* Task item: Below are entries; copy exactly the lines from the one with "under the License." through the one with "pub mod lane;", both included, and leave out the rest.

[[ Records provided, beginning ]]

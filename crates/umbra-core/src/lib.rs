// Copyright 2025 eraflo
//
// Licensed under the Apache License, Version 2.0 (the "License");
// you may not use this file except in compliance with the License.
// You may obtain a copy of the License at
//
//     http://www.apache.org/licenses/LICENSE-2.0
//
// Unless required by applicable law or agreed to in writing, software
// distributed under the License is distributed on an "AS IS" BASIS,
// WITHOUT WARRANTIES OR CONDITIONS OF ANY KIND, either express or implied.
// See the License for the specific language governing permissions and
// limitations under the License.

//! # Umbra Core
//!
//! Foundational crate containing the math primitives, scene-facing data types,
//! rendering contracts and explicit resource ownership shared by every pass of
//! the deferred compositor.

#![warn(missing_docs)]

pub mod lane;
pub mod math;
pub mod renderer;
pub mod settings;

pub use settings::RenderSettings;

[[ Records provided, end ]]

* Output:
// limitations under the License.

//! # Umbra Core
//!
//! Foundational crate containing the math primitives, scene-facing data types,
//! rendering contracts and explicit resource ownership shared by every pass of
//! the deferred compositor.

#![warn(missing_docs)]

pub mod lane;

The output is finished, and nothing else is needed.